When might we expect to have our next glacial period?
About 5,000 years from now.
What might have caused the Younger Dryas oscillations?
Laurentide Ice sheet retreat, Lake Agassiz drained into north atlantic, affecting the gulf stream.
What might have caused
the Little Ice Age?
Higher number of volcanic emissions, aided by a weak sun, and consistent with milennial variations associated with the THC see-saw between the North Atlantic and Antarctic.
Climate forecast models. What conservation laws are used?
Conservation of energy, momentum, mass, and individual constituents (chemicals, aerosols).
What is the relationship between grid spacing and parameterization?
Representing model variables (temperature, wind, moisture) at grid points, perhaps 100km apart horizontally and 1km vertically, misses a lot of processes, which must be parameterized, such as moisture flux linked to mean temperature and wind speed.
Give two examples of fluxes between parts of the earth system that need to be accurately represented.

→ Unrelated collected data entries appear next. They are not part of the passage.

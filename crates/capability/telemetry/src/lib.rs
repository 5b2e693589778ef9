//! 日志初始化、请求 ID 与采集链路计数器。

use std::sync::OnceLock;
use std::sync::atomic::{AtomicU64, Ordering};
use tracing_subscriber::{EnvFilter, fmt};

/// 请求级追踪标识。
#[derive(Debug, Clone)]
pub struct RequestIds {
    pub request_id: String,
    pub trace_id: String,
}

/// 采集链路计数器快照。
#[derive(Debug, Clone, Copy, Default)]
pub struct MetricsSnapshot {
    pub cycles_completed: u64,
    pub cycles_failed: u64,
    pub devices_polled: u64,
    pub device_failures: u64,
    pub readings_collected: u64,
    pub readings_poor: u64,
    pub readings_bad: u64,
    pub violations: u64,
    pub communication_errors: u64,
    pub threshold_reloads: u64,
    pub threshold_reload_failures: u64,
    pub cycle_latency_ms_total: u64,
    pub cycle_latency_ms_count: u64,
}

impl MetricsSnapshot {
    /// 平均周期耗时（毫秒），尚无周期时为 0。
    pub fn average_cycle_latency_ms(&self) -> u64 {
        if self.cycle_latency_ms_count == 0 {
            return 0;
        }
        self.cycle_latency_ms_total / self.cycle_latency_ms_count
    }
}

/// 进程级计数器。
#[derive(Default)]
pub struct CollectorMetrics {
    cycles_completed: AtomicU64,
    cycles_failed: AtomicU64,
    devices_polled: AtomicU64,
    device_failures: AtomicU64,
    readings_collected: AtomicU64,
    readings_poor: AtomicU64,
    readings_bad: AtomicU64,
    violations: AtomicU64,
    communication_errors: AtomicU64,
    threshold_reloads: AtomicU64,
    threshold_reload_failures: AtomicU64,
    cycle_latency_ms_total: AtomicU64,
    cycle_latency_ms_count: AtomicU64,
}

impl CollectorMetrics {
    pub fn new() -> Self {
        Self::default()
    }

    pub fn snapshot(&self) -> MetricsSnapshot {
        let load = |counter: &AtomicU64| counter.load(Ordering::Relaxed);
        MetricsSnapshot {
            cycles_completed: load(&self.cycles_completed),
            cycles_failed: load(&self.cycles_failed),
            devices_polled: load(&self.devices_polled),
            device_failures: load(&self.device_failures),
            readings_collected: load(&self.readings_collected),
            readings_poor: load(&self.readings_poor),
            readings_bad: load(&self.readings_bad),
            violations: load(&self.violations),
            communication_errors: load(&self.communication_errors),
            threshold_reloads: load(&self.threshold_reloads),
            threshold_reload_failures: load(&self.threshold_reload_failures),
            cycle_latency_ms_total: load(&self.cycle_latency_ms_total),
            cycle_latency_ms_count: load(&self.cycle_latency_ms_count),
        }
    }
}

static METRICS: OnceLock<CollectorMetrics> = OnceLock::new();

/// 全局计数器实例。
pub fn metrics() -> &'static CollectorMetrics {
    METRICS.get_or_init(CollectorMetrics::new)
}

/// 初始化 tracing（默认 info，`RUST_LOG` 覆盖）。
pub fn init_tracing() {
    let filter = EnvFilter::try_from_default_env().unwrap_or_else(|_| EnvFilter::new("info"));
    let _ = fmt().with_env_filter(filter).try_init();
}

/// 生成新的 request_id 与 trace_id。
pub fn new_request_ids() -> RequestIds {
    RequestIds {
        request_id: uuid::Uuid::new_v4().to_string(),
        trace_id: uuid::Uuid::new_v4().to_string(),
    }
}

/// 记录一个完成的采集周期及其耗时。
pub fn record_cycle_completed(latency_ms: u64) {
    let metrics = metrics();
    metrics.cycles_completed.fetch_add(1, Ordering::Relaxed);
    metrics
        .cycle_latency_ms_total
        .fetch_add(latency_ms, Ordering::Relaxed);
    metrics
        .cycle_latency_ms_count
        .fetch_add(1, Ordering::Relaxed);
}

pub fn record_cycle_failed() {
    metrics().cycles_failed.fetch_add(1, Ordering::Relaxed);
}

/// 记录单设备轮询结果。
pub fn record_device_poll(success: bool) {
    let metrics = metrics();
    metrics.devices_polled.fetch_add(1, Ordering::Relaxed);
    if !success {
        metrics.device_failures.fetch_add(1, Ordering::Relaxed);
    }
}

pub fn record_readings(total: u64, poor: u64, bad: u64) {
    let metrics = metrics();
    metrics
        .readings_collected
        .fetch_add(total, Ordering::Relaxed);
    metrics.readings_poor.fetch_add(poor, Ordering::Relaxed);
    metrics.readings_bad.fetch_add(bad, Ordering::Relaxed);
}

pub fn record_violations(count: u64) {
    metrics().violations.fetch_add(count, Ordering::Relaxed);
}

pub fn record_communication_error() {
    metrics()
        .communication_errors
        .fetch_add(1, Ordering::Relaxed);
}

/// 记录阈值缓存重载结果。
pub fn record_threshold_reload(success: bool) {
    let metrics = metrics();
    if success {
        metrics.threshold_reloads.fetch_add(1, Ordering::Relaxed);
    } else {
        metrics
            .threshold_reload_failures
            .fetch_add(1, Ordering::Relaxed);
    }
}
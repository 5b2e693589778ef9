use async_trait::async_trait;
use domain::{DeviceClass, Equipment, EquipmentStatus, Meter, OperatingState, Severity, Threshold};
use ems_normalize::Validator;
use domain::{EquipmentState, LogEvent, LogEventRecord, ValidatedReading};
use ems_pipeline::{
    EquipmentSource, PipelineError, PollingScheduler, ReadingSink, SchedulerConfig,
    SchedulerState, SiteInventory, StorageEquipmentSource, StorageSink,
};
use ems_protocol::codec::encode_f32;
use ems_protocol::{DeviceConnector, ProtocolError, RegisterMaps, RegisterReader};
use ems_storage::{
    CycleBatch, CycleStore, EquipmentStateStore, EventLogStore, InMemoryCycleStore,
    InMemoryEquipmentStateStore, InMemoryEquipmentStore, InMemoryEventLogStore,
    InMemoryLatestReadingStore, InMemoryReadingStore, InMemoryThresholdStore, LatestReadingStore,
    ReadingQuery, ReadingStore, StorageError,
};
use ems_threshold::{StorageThresholdSource, ThresholdEngine};
use std::collections::HashMap;
use std::sync::atomic::{AtomicBool, AtomicUsize, Ordering};
use std::sync::{Arc, Mutex};
use std::time::Duration;

/// 按 IP 区分的假设备寄存器；未登记的 IP 连接失败。
#[derive(Default)]
struct FakeSite {
    devices: Mutex<HashMap<String, HashMap<u16, Vec<u16>>>>,
}

impl FakeSite {
    fn set_float(&self, ip: &str, address: u16, raw: f32) {
        self.devices
            .lock()
            .unwrap()
            .entry(ip.to_string())
            .or_default()
            .insert(address, encode_f32(raw).to_vec());
    }

    fn set_words(&self, ip: &str, address: u16, words: Vec<u16>) {
        self.devices
            .lock()
            .unwrap()
            .entry(ip.to_string())
            .or_default()
            .insert(address, words);
    }
}

struct FakeLink {
    site: Arc<FakeSite>,
    ip: String,
}
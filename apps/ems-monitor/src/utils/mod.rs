pub mod response;
pub mod validation;

pub use validation::*;
use domain::{
    CommunicationError, DeviceClass, Equipment, LogEvent, Parameter, RawReading, Severity,
    Violation, ViolationKind,
};

#[test]
fn equipment_deserializes_with_defaults() {
    let equipment: Equipment = serde_json::from_str(
        r#"{"id":"eq-1","name":"Press 1","ip_address":"10.0.0.5","class":"plc"}"#,
    )
    .expect("equipment");

    assert_eq!(equipment.class, DeviceClass::Controller);
    assert_eq!(equipment.port, 502);
    assert_eq!(equipment.unit_id, 1);
    assert!(equipment.is_active());
    assert_eq!(equipment.address(), "10.0.0.5:502");
}

#[test]
fn violation_becomes_unacknowledged_record() {
    let event = LogEvent::Violation(Violation {
        equipment_id: "eq-1".to_string(),
        meter_id: Some("m-1".to_string()),
        parameter: "active_power".to_string(),
        value: 1050.0,
        threshold_value: 1000.0,
        kind: ViolationKind::CriticalMaxExceeded,
        severity: Severity::Critical,
        message: "active_power 1050 above critical maximum 1000".to_string(),
        ts_ms: 1_000,
    });

    let record = event.into_record("evt-1");
    assert_eq!(record.event_type, "critical_max_exceeded");
    assert_eq!(record.severity, Severity::Critical);
    assert_eq!(record.threshold_value, Some(1000.0));
    assert!(!record.acknowledged);
}

#[test]
fn communication_error_record_names_device() {
    let event = LogEvent::CommunicationError(CommunicationError {
        equipment_id: "eq-2".to_string(),
        equipment_name: "Meter 2".to_string(),
        address: "10.0.0.6:502".to_string(),
        message: "connection refused".to_string(),
        ts_ms: 5,
    });

    assert_eq!(event.severity(), Severity::Warning);
    let record = event.into_record("evt-2");
    assert_eq!(record.event_type, "communication_error");
    assert!(record.message.contains("Meter 2"));
    assert!(record.message.contains("connection refused"));
}

#[test]
fn raw_reading_serializes_only_present_values() {
    let reading = RawReading::new("eq-1", 1)
        .with_meter("m-1")
        .with_value(Parameter::ActivePower, 12.5);

    let json = serde_json::to_value(&reading).expect("json");
    assert_eq!(json["values"]["active_power"], 12.5);
    assert!(json["values"].get("reactive_power").is_none());
}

The fluxes of moisture, heat, and momentum are crucial for getting atmosphere/ocean coupling right.
What is an ensemble forecast?
The average of many forecasts (ensemble) does better than any single member.
How accurately do climate models represent the current distribution and type of clouds?
Current climate models and observations are uncertain regarding current clouds, esp. tropical convection.
How accurate are their surface temperatures? How accurately is tropical convection represented?
They often have a cold bias of 2-5 K in the troposphere , yet departures from this may be regarded as reasonably represented.
How accurately is deep water formation represented?
Convection is poorly represented in the atmosphere and ocean.
What happens to tropical rainfall and temperatures if the tropical rainforest is cut down?
The tropics get hotter and drier when vegetation is cut down.
What happens to atmospheric CO2 trends if NABW formation is turned off.
CO2 trends will increase in the atmosphere if NABW formation slows.
What happens to global temperature?
This would cause temperatures to increase globally but actually cool in the region where bottom water formation is slowing (reduced heat flux out of the ocean).